| The records |
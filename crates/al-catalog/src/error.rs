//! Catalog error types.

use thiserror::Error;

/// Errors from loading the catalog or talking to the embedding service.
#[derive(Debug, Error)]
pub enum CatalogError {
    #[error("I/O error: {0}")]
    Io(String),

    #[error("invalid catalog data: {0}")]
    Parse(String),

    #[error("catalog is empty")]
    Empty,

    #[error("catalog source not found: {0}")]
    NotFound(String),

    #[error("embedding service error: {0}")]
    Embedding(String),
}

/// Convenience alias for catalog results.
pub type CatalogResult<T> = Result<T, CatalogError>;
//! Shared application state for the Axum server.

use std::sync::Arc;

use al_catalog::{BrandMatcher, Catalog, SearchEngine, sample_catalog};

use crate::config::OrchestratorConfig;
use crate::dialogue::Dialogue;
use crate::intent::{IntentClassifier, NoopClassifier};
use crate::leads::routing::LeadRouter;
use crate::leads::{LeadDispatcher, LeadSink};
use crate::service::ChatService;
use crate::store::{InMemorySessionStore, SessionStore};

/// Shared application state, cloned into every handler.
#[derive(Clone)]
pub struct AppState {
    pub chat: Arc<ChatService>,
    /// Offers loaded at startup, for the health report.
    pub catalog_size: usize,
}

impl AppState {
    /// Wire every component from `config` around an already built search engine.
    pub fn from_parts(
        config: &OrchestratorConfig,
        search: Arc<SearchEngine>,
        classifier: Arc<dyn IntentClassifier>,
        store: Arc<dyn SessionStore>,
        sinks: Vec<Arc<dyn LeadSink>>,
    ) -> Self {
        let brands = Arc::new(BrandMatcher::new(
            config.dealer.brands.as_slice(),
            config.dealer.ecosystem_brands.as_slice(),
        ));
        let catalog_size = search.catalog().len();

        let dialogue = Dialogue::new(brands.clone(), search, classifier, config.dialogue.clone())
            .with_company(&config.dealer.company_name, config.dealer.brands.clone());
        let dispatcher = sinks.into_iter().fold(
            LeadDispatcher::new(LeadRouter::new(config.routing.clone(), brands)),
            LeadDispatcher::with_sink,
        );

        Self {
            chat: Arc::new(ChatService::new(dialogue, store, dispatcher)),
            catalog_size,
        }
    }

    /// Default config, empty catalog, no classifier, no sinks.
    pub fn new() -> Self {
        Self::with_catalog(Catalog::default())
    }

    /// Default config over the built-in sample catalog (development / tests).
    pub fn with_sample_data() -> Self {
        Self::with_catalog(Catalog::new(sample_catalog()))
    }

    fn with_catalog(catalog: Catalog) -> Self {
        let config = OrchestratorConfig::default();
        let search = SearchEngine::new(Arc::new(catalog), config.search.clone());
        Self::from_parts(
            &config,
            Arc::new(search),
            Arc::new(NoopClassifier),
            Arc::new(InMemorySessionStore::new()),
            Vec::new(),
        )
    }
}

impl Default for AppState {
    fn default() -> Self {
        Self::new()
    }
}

| Try it |
Output exactly one stretch of the listing: from the line containing "pub type CatalogResult<T>" through the line containing "built search engine.", both end lines included.

| Response below |
pub type CatalogResult<T> = Result<T, CatalogError>;
//! Shared application state for the Axum server.

use std::sync::Arc;

use al_catalog::{BrandMatcher, Catalog, SearchEngine, sample_catalog};

use crate::config::OrchestratorConfig;
use crate::dialogue::Dialogue;
use crate::intent::{IntentClassifier, NoopClassifier};
use crate::leads::routing::LeadRouter;
use crate::leads::{LeadDispatcher, LeadSink};
use crate::service::ChatService;
use crate::store::{InMemorySessionStore, SessionStore};

/// Shared application state, cloned into every handler.
#[derive(Clone)]
pub struct AppState {
    pub chat: Arc<ChatService>,
    /// Offers loaded at startup, for the health report.
    pub catalog_size: usize,
}

impl AppState {
    /// Wire every component from `config` around an already built search engine.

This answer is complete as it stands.